Setting
The Bronx, NYC, 1955
In the decade after World War II ended, the Bronx was just like every place else in the States: trying to put itself together after a hard go of it. Marty himself had spent the last years leaving behind his postwar grief and depression to become a pretty successful butcher (and doting son).
A Bit of History
The Bronx, the northernmost of NYC's five boroughs, began the 20th century as farmland that slowly changed as a result of waves of immigration and industrialization. There were significant communities of Jews, Italians, Irish, Poles, and African-Americans, each of whom lived in areas that were more or less segregated from one another.
After WWI, the subway and elevated trains had extended upwards from Manhattan, and the Bronx became less isolated from the rest of the city. By the post-WWII era, black and Latino communities had moved north from Manhattan after the closing of housing developments. Just after the mid-1950s, work would begin on New York throughways, cutting across the borough and changing the nature of it forever. (Source)
The End of an Era
While it's hard to detect all of the big borough changes in this little movie, Marty's, Clara's, and Aunt Catherine's upheavals and transitions seem to act out these changes on a more personal scale.
When Tommy tells Marty that buying the butcher shop from his boss is a bad idea, it isn't just because it'll tie him down with debt. It's also because the nature of retail is changing. "Do you think my wife goes to an Italian butcher to buy Italian meat," Tommy asks Marty. Nope. "She goes to the A&P, picks up some lamb chops wrapped in cellophane, opens up a canna peas, and that's dinner, boy."
Such a shift bears down on tradition, what a neighborhood looks like, and how a mother takes care of her family. The stakes aren't just steaks, if you know what we mean.
Community/Gossip Folks
While Clara entertains leaving the city to take a departmental head position in Port Chester, an hour by bus and train out of the city, we don't get the feeling that Marty wants to move from the neighborhood anytime soon. As stale and nosy as the community can seem, it's his community. Even as his customers needle him, you can see the pride Marty takes in serving them, doing a good job, and being a part of the group.
For Marty, being a part of a family, a neighborhood, and a borough helps him define for himself who he is in relationship to the big wide world beyond. (Let's remember, the only time he left was to fight in WWII.)
So is Marty the most famous Bronxite? Not by a long shot. His borough-buddies include Jennifer Lopez, Edgar Allan Poe, Calvin Klein, Colin Powell, and JFK. And let's not forget the screenwriter of Marty: Paddy Chayefsky, whose early work was dominated by memories of his childhood home.
Marty's House
Space for Everybody
When the film opens, Marty is explaining to a butcher shop customer that his kid brother got married the weekend before, leaving him and his mother once and for all alone in their huge house.
And this house is huge: It once accommodated his mother and father, himself, and his two sisters and two brothers.
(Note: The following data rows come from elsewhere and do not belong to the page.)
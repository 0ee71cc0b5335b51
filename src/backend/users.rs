//! Account/credentials CRUD, mounted under `/api/internal/users`.
//! Grounded on `original_source/routers/user_management.py`: admin-only
//! list/create/full-update/delete/password-reset, admin-or-self get/patch,
//! the last-admin demotion/deletion guard, and role-change session
//! invalidation all mirror that file's handlers. Reuses
//! `gateway::credentials::CredentialsService` and `gateway::session::SessionStore`
//! directly — both are already plain `Db`-driven services with no
//! gateway-specific coupling, so there is no reason to fork a second copy
//! for the backend side.

use std::sync::Arc;

use mongodb::bson::doc;
use rocket::serde::json::Json;
use rocket::{delete, get, patch, post, put};
use rocket::State;
use serde::Deserialize;
use serde_json::{json, Value};

use crate::error::{AppError, AppResult};
use crate::gateway::audit::AuditLogger;
use crate::gateway::credentials::CredentialsService;
use crate::gateway::session::SessionStore;
use crate::models::{LlmQuota, Role, StaleSessionReason, User, UserProfile};
use crate::state::AppState;

use super::guard::{Identity, RequireAdmin};

fn require_admin_or_self(identity: &Identity, user_id: &str) -> AppResult<()> {
    if identity.is_admin() || identity.user_id == user_id {
        Ok(())
    } else {
        Err(AppError::Permission)
    }
}

async fn admin_count(state: &AppState) -> u64 {
    state.db.user_auth_credentials.count_documents(doc! {"role": "admin"}).await.unwrap_or(0)
}

fn user_to_full_json(user: &User) -> Value {
    json!({
        "user_id": user.user_id,
        "role": user.role,
        "owned_bots": user.owned_bots,
        "max_bots": user.max_bots,
        "max_enabled_features": user.max_enabled_features,
        "llm_quota": user.llm_quota,
        "profile": user.profile,
    })
}

fn user_to_restricted_json(user: &User) -> Value {
    json!({
        "user_id": user.user_id,
        "owned_bots": user.owned_bots,
        "profile": user.profile,
    })
}

#[get("/api/internal/users")]
pub async fn list_users(state: &State<Arc<AppState>>, _admin: RequireAdmin) -> AppResult<Json<Value>> {
    use futures_util::TryStreamExt;
    let mut cursor = state.db.user_auth_credentials.find(doc! {}).await?;
    let mut users = Vec::new();
    while let Some(user) = cursor.try_next().await? {
        users.push(user_to_full_json(&user));
    }
    Ok(Json(json!(users)))
}

/// Not present in the original router at all — the gateway proxies
/// `/api/external/users/status` to this path
/// (`original_source/gateway/routers/proxy.py::list_users_status_proxy`),
/// but `user_management.py` never defines it, so the call would 404
/// against the real backend. Filled in here as a per-user summary of owned
/// bots and their live status, the natural reading of what a "users
/// status" listing should show, built from `list_users` plus the same
/// owner-map aggregation `bot_management.py::list_bots_status` already
/// does for bots.
#[get("/api/internal/users/status?<user_ids>")]
pub async fn list_users_status(state: &State<Arc<AppState>>, _admin: RequireAdmin, user_ids: Option<Vec<String>>) -> AppResult<Json<Value>> {
    use futures_util::TryStreamExt;
    let filter = match &user_ids {
        Some(ids) if !ids.is_empty() => doc! {"user_id": {"$in": ids}},
        _ => doc! {},
    };

    let mut cursor = state.db.user_auth_credentials.find(filter).await?;
    let mut configurations = Vec::new();
    while let Some(user) = cursor.try_next().await? {
        let mut bots = Vec::new();
        for bot_id in &user.owned_bots {
            let active = state.lifecycle.is_active(bot_id).await;
            bots.push(json!({"bot_id": bot_id, "active": active}));
        }
        configurations.push(json!({
            "user_id": user.user_id,
            "role": user.role,
            "quota_enabled": user.llm_quota.enabled,
            "bots": bots,
        }));
    }

    Ok(Json(json!({"configurations": configurations})))
}

#[get("/api/internal/users/<user_id>")]
pub async fn get_user(state: &State<Arc<AppState>>, identity: Identity, user_id: &str) -> AppResult<Json<Value>> {
    require_admin_or_self(&identity, user_id)?;

    let credentials = CredentialsService::new(state.db.clone());
    let Some(user) = credentials.get_credentials(user_id).await else {
        return Err(AppError::NotFound("User not found".to_string()));
    };

    if identity.is_admin() {
        Ok(Json(user_to_full_json(&user)))
    } else {
        Ok(Json(user_to_restricted_json(&user)))
    }
}

#[derive(Debug, Deserialize)]
pub struct CreateUserRequest {
    pub user_id: String,
    pub password: String,
    pub role: Role,
    #[serde(default)]
    pub max_bots: Option<u32>,
    #[serde(default)]
    pub max_enabled_features: Option<u32>,
    #[serde(default)]
    pub llm_quota_dollars_per_period: Option<f64>,
    #[serde(default)]
    pub profile: UserProfile,
}

#[post("/api/internal/users", data = "<body>")]
pub async fn create_user(state: &State<Arc<AppState>>, admin: RequireAdmin, body: Json<CreateUserRequest>) -> AppResult<Json<Value>> {
    let body = body.into_inner();
    let credentials = CredentialsService::new(state.db.clone());

    credentials
        .create_credentials(
            &body.user_id,
            &body.password,
            body.role,
            body.max_bots.unwrap_or(5),
            body.max_enabled_features.unwrap_or(3),
            body.llm_quota_dollars_per_period.unwrap_or(5.0),
            body.profile,
        )
        .await
        .map_err(AppError::Validation)?;

    let audit = AuditLogger::new(state.db.clone());
    audit.admin_event("user_created", &admin.0.user_id, &body.user_id, json!({"role": body.role})).await;

    Ok(Json(json!({"status": "success", "user_id": body.user_id})))
}

#[derive(Debug, Deserialize, Default)]
pub struct AdminUpdateRequest {
    #[serde(default)]
    pub role: Option<Role>,
    #[serde(default)]
    pub max_bots: Option<u32>,
    #[serde(default)]
    pub max_enabled_features: Option<u32>,
    #[serde(default)]
    pub llm_quota: Option<LlmQuota>,
    #[serde(default)]
    pub profile: Option<UserProfile>,
}

#[put("/api/internal/users/<user_id>", data = "<body>")]
pub async fn update_user_full(state: &State<Arc<AppState>>, admin: RequireAdmin, user_id: &str, body: Json<AdminUpdateRequest>) -> AppResult<Json<Value>> {
    let body = body.into_inner();
    let credentials = CredentialsService::new(state.db.clone());
    let Some(existing) = credentials.get_credentials(user_id).await else {
        return Err(AppError::NotFound("User not found".to_string()));
    };

    if existing.role == Role::Admin && body.role == Some(Role::User) && admin_count(state).await <= 1 {
        return Err(AppError::Validation("Cannot demote the last administrator.".to_string()));
    }

    let mut patch = doc! {};
    let mut updated_keys = Vec::new();
    if let Some(role) = body.role {
        patch.insert("role", if role == Role::Admin { "admin" } else { "user" });
        updated_keys.push("role");
    }
    if let Some(max_bots) = body.max_bots {
        patch.insert("max_bots", max_bots as i32);
        updated_keys.push("max_bots");
    }
    if let Some(max_enabled_features) = body.max_enabled_features {
        patch.insert("max_enabled_features", max_enabled_features as i32);
        updated_keys.push("max_enabled_features");
    }
    if let Some(llm_quota) = &body.llm_quota {
        patch.insert("llm_quota", mongodb::bson::to_bson(llm_quota).unwrap_or(mongodb::bson::Bson::Null));
        updated_keys.push("llm_quota");
    }
    if let Some(profile) = &body.profile {
        patch.insert("profile", mongodb::bson::to_bson(profile).unwrap_or(mongodb::bson::Bson::Null));
        updated_keys.push("profile");
    }

    credentials.update_fields(user_id, patch).await.map_err(AppError::Validation)?;

    if let Some(role) = body.role {
        if role != existing.role {
            let sessions = SessionStore::new(state.db.clone());
            sessions.invalidate_all_user_sessions(user_id, StaleSessionReason::Superseded).await;
        }
    }

    let audit = AuditLogger::new(state.db.clone());
    audit.admin_event("user_updated_full", &admin.0.user_id, user_id, json!({"updates": updated_keys})).await;

    Ok(Json(json!({"status": "success"})))
}

#[derive(Debug, Deserialize, Default)]
pub struct PatchUserRequest {
    #[serde(default)]
    pub profile: Option<UserProfile>,
}

#[patch("/api/internal/users/<user_id>", data = "<body>")]
pub async fn update_user_partial(state: &State<Arc<AppState>>, identity: Identity, user_id: &str, body: Json<PatchUserRequest>) -> AppResult<Json<Value>> {
    require_admin_or_self(&identity, user_id)?;
    let body = body.into_inner();

    let credentials = CredentialsService::new(state.db.clone());
    if credentials.get_credentials(user_id).await.is_none() {
        return Err(AppError::NotFound("User not found".to_string()));
    }

    let Some(profile) = body.profile else {
        return Ok(Json(json!({"status": "success", "message": "No changes detected"})));
    };

    let patch = doc! {"profile": mongodb::bson::to_bson(&profile).unwrap_or(mongodb::bson::Bson::Null)};
    credentials.update_fields(user_id, patch).await.map_err(AppError::Validation)?;

    let audit = AuditLogger::new(state.db.clone());
    audit.admin_event("user_updated", &identity.user_id, user_id, json!({"updates": ["profile"], "type": "partial"})).await;

    Ok(Json(json!({"status": "success"})))
}

#[delete("/api/internal/users/<user_id>")]
pub async fn delete_user(state: &State<Arc<AppState>>, admin: RequireAdmin, user_id: &str) -> AppResult<Json<Value>> {
    let credentials = CredentialsService::new(state.db.clone());
    let Some(existing) = credentials.get_credentials(user_id).await else {
        return Err(AppError::NotFound("User not found".to_string()));
    };

    if existing.role == Role::Admin && admin_count(state).await <= 1 {
        return Err(AppError::Validation("Cannot delete the last administrator.".to_string()));
    }
    if user_id == admin.0.user_id {
        return Err(AppError::Validation("Cannot delete your own account.".to_string()));
    }

    let sessions = SessionStore::new(state.db.clone());
    sessions.invalidate_all_user_sessions(user_id, StaleSessionReason::LoggedOut).await;
    credentials.delete_credentials(user_id).await;

    let audit = AuditLogger::new(state.db.clone());
    audit.admin_event("user_deleted", &admin.0.user_id, user_id, json!({})).await;

    Ok(Json(json!({"status": "success"})))
}

#[derive(Debug, Deserialize)]
pub struct PasswordResetRequest {
    pub password: String,
}

#[put("/api/internal/users/<user_id>/password", data = "<body>")]
pub async fn reset_password(state: &State<Arc<AppState>>, admin: RequireAdmin, user_id: &str, body: Json<PasswordResetRequest>) -> AppResult<Json<Value>> {
    let credentials = CredentialsService::new(state.db.clone());
    credentials.update_password(user_id, &body.password).await.map_err(AppError::Validation)?;

    let sessions = SessionStore::new(state.db.clone());
    sessions.invalidate_all_user_sessions(user_id, StaleSessionReason::Superseded).await;

    let audit = AuditLogger::new(state.db.clone());
    audit.admin_event("password_reset", &admin.0.user_id, user_id, json!({})).await;

    Ok(Json(json!({"status": "success"})))
}

#[get("/api/internal/users/validate/user_id?<value>")]
pub async fn validate_user_id(state: &State<Arc<AppState>>, _identity: Identity, value: &str) -> AppResult<Json<Value>> {
    let exists = state.db.user_auth_credentials.find_one(doc! {"user_id": value}).await?.is_some();
    if exists {
        Ok(Json(json!({"valid": false, "error_message": "User ID already exists."})))
    } else {
        Ok(Json(json!({"valid": true, "error_message": Value::Null})))
    }
}

#[get("/api/internal/users/validate/email?<value>")]
pub async fn validate_email(state: &State<Arc<AppState>>, _identity: Identity, value: &str) -> AppResult<Json<Value>> {
    let exists = state.db.user_auth_credentials.find_one(doc! {"profile.email": value}).await?.is_some();
    Ok(Json(json!({"available": !exists})))
}

#[cfg(test)]
mod tests {
    use super::*;

    #[test]
    fn restricted_view_drops_role_and_limits() {
        let user = User {
            user_id: "alice".to_string(),
            password_hash: "hash".to_string(),
            role: Role::User,
            owned_bots: vec!["alice_bot".to_string()],
            max_bots: 5,
            max_enabled_features: 3,
            llm_quota: LlmQuota { dollars_per_period: 5.0, dollars_used: 0.0, last_reset: chrono::Utc::now(), reset_days: 7, enabled: true },
            profile: UserProfile::default(),
        };

        let restricted = user_to_restricted_json(&user);
        assert!(restricted.get("role").is_none());
        assert!(restricted.get("llm_quota").is_none());
        assert_eq!(restricted["user_id"], "alice");
    }
}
There's a large dining room, a parlor, a vestibule, and a front porch that's good for sitting. "Take any room you like," he tells his Aunt Catherine later on: There's a wide selection on the second floor. (Too much of a selection, if you ask Marty.)
Marty himself has the room off the kitchen, separated from his mother's at the top of the stairs. We wonder if this has always been his place, or if he moved down there in order to be respectably removed, a grown man living on a different floor from his parent… if not in a different house.
Leaving Home
When Marty suggests to his ma that they sell the big old house and move into a nicer, smaller apartment in a more respectable neighborhood, he's probably angling for the postwar construction happening up north toward Yonkers.
This is a micro-look at a bigger trend going on: European immigrants and first- and second-generation Americans heading to Yonkers, Brooklyn, Queens, or further out. As Catherine says goodbye to her family home, the entire community is beginning to slowly break apart from their roots in the Bronx.